The term “ethnic skin” can be so vague and undefinable. Depending on where in the world you live, your skin could be the “norm,” or it could be the outlier that is never counted, the exotic, or the just plain overlooked.  

If you’re in the latter group like me, finding products, treatments, and specialists to help you with your skincare goals can be an uphill battle. Even living and working in a city as diverse as LA, I still hear from clients and friends that their favorite brands and professionals are falling short with effective treatment and skincare options. I’ve had numerous clients reveal to me that they booked appointments with other estheticians or dermatologists, only to find out their skincare professional did not have the information or tools necessary to treat their specific skin tone. 
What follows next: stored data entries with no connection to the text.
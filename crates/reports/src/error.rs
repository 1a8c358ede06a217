use connectors::{file::csv::error::FileError, sql::base::error::DbError};
use thiserror::Error;

#[derive(Debug, Error)]
pub enum ReportError {
    /// No report is registered under the requested name.
    #[error("Report not found: {0}")]
    NotFound(String),

    /// A filter key is not declared for the report, or its value is malformed.
    /// Raised before any database work.
    #[error("Invalid filter '{key}': {reason}")]
    InvalidFilter { key: String, reason: String },

    /// The database call failed. Nothing partial is returned.
    #[error("Query '{report}' failed: {source}")]
    QueryExecution {
        report: String,
        #[source]
        source: DbError,
    },

    #[error("CSV export failed: {0}")]
    Export(#[from] FileError),

    /// A report definition breaks a catalog invariant.
    #[error("Invalid report catalog: {0}")]
    Catalog(String),
}

impl ReportError {
    pub fn invalid_filter(key: &str, reason: impl Into<String>) -> Self {
        ReportError::InvalidFilter {
            key: key.to_string(),
            reason: reason.into(),
        }
    }
}
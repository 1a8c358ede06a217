use crate::error::ReportError;
use lazy_static::lazy_static;
use std::{collections::HashSet, sync::Arc};

pub mod definitions;
pub mod query;
pub mod schema;

use query::ReportQuery;

lazy_static! {
    static ref DEFAULT_CATALOG: Result<Arc<ReportCatalog>, String> =
        ReportCatalog::new(definitions::default_reports())
            .map(Arc::new)
            .map_err(|e| e.to_string());
}

/// Immutable registry of reports, kept in registration order.
#[derive(Debug, Clone)]
pub struct ReportCatalog {
    reports: Vec<ReportQuery>,
}

impl ReportCatalog {
    pub fn new(reports: Vec<ReportQuery>) -> Result<Self, ReportError> {
        let mut names = HashSet::new();
        for report in &reports {
            if !names.insert(report.name()) {
                return Err(ReportError::Catalog(format!(
                    "duplicate report name '{}'",
                    report.name()
                )));
            }
            report.validate()?;
        }
        Ok(Self { reports })
    }

    /// The built-in reports, constructed on first use.
    pub fn global() -> Result<Arc<ReportCatalog>, ReportError> {
        DEFAULT_CATALOG
            .as_ref()
            .map(Arc::clone)
            .map_err(|msg| ReportError::Catalog(msg.clone()))
    }

    pub fn list_query_names(&self) -> Vec<String> {
        self.reports.iter().map(|r| r.name().to_string()).collect()
    }

    pub fn get(&self, name: &str) -> Result<&ReportQuery, ReportError> {
        self.reports
            .iter()
            .find(|r| r.name() == name)
            .ok_or_else(|| ReportError::NotFound(name.to_string()))
    }

    pub fn iter(&self) -> impl Iterator<Item = &ReportQuery> {
        self.reports.iter()
    }

    pub fn len(&self) -> usize {
        self.reports.len()
    }

    pub fn is_empty(&self) -> bool {
        self.reports.is_empty()
    }
}

#[cfg(test)]
mod tests {
    use super::*;
    use crate::filter::keys::{CITY, CLAIM_STATUS, FilterColumn};
    use planner::query::{
        ast::common::TableRef, builder::select::SelectBuilder, ident, qualified,
    };

    fn providers_report(name: &str, filters: &[FilterColumn]) -> ReportQuery {
        let select = SelectBuilder::new()
            .select(vec![qualified("p", "name")])
            .from(TableRef::new("providers"), Some("p"))
            .build();
        ReportQuery::new(name, select, filters)
    }

    #[test]
    fn test_global_catalog_lists_reports_in_order() {
        let catalog = ReportCatalog::global().unwrap();
        let names = catalog.list_query_names();

        assert_eq!(names.len(), 15);
        assert_eq!(names[0], definitions::TOTAL_CLAIMS_PER_PROVIDER);
        assert_eq!(names[2], definitions::CLAIMS_BY_STATUS);
        assert_eq!(names[14], definitions::RECEIVERS_WITHOUT_CLAIMS);
    }

    #[test]
    fn test_every_filter_resolves_to_a_joined_column() {
        let catalog = ReportCatalog::global().unwrap();
        for report in catalog.iter() {
            for filter in report.filters() {
                let table = report
                    .select()
                    .resolve_alias(filter.qualifier)
                    .unwrap_or_else(|| panic!("{}: {} not joined", report.name(), filter.key));
                assert!(report.tables().contains(&table));
                assert!(schema::has_column(&table.name, filter.column));
            }
        }
    }

    #[test]
    fn test_get_unknown_report_is_not_found() {
        let catalog = ReportCatalog::global().unwrap();
        assert!(catalog.get(definitions::CLAIMS_BY_STATUS).is_ok());
        assert!(matches!(
            catalog.get("Claims by Statuses"),
            Err(ReportError::NotFound(name)) if name == "Claims by Statuses"
        ));
    }

    #[test]
    fn test_rejects_duplicate_names() {
        let err = ReportCatalog::new(vec![
            providers_report("Providers", &[]),
            providers_report("Providers", &[]),
        ])
        .unwrap_err();
        assert!(matches!(err, ReportError::Catalog(_)));
    }

    #[test]
    fn test_rejects_filter_on_missing_join() {
        let err = ReportCatalog::new(vec![providers_report("Providers", &[CITY, CLAIM_STATUS])])
            .unwrap_err();
        assert!(matches!(err, ReportError::Catalog(msg) if msg.contains("claim_status")));
    }

    #[test]
    fn test_rejects_filter_alias_bound_to_other_table() {
        let select = SelectBuilder::new()
            .select(vec![ident("name")])
            .from(TableRef::new("receivers"), Some("p"))
            .build();
        let err = ReportCatalog::new(vec![ReportQuery::new("Receivers", select, &[CITY])])
            .unwrap_err();
        assert!(matches!(err, ReportError::Catalog(_)));
    }
}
Like most industries, the skincare industry is motivated by money, what they think is going to sell. And up until recently, a lot of people in this business didn’t think anything ethnic would sell well. They didn’t put money into research or testing, preferring that someone else took the plunge first to see if the market was favorable. 

During my 13 years of experience in skincare, the main reasons I’ve heard for companies and providers not investing in more diverse treatment options were that:

  1. Ethnic skin ages better 
  2. We aren’t profitable consumers
  3. The spectrum of ethnic skin is too large to test products on

Trial and error have found that skincare for different ethnicities varies widely. The approaches we take to our ethnic skincare is based on the rules of each ethnicity’s skin, rules that most companies and providers aren’t aware of. Some professionals use the Fitzpatrick scale to help them find the correct products to treat their patients, but many products on this scale aren’t tested on darker skin tones. ILP and hair removal lasers for instance, aren’t calibrated for darker skin tones. 

The skincare industry doesn’t need a whole new skincare line for ethnic skin. Skin is skin. However, it does need to recognize and address a demographic that yearns to be accepted. As a black esthetician, I am trying to do my part and educate myself and my clients about how best to take care of their skin. My products are only released after they are tested on a wide range of ethnicities and skin tones.

We need representation and we need education. The lack of information on ethnic skincare in this industry is a problem, and I want to start the conversations that will lead to finding solutions.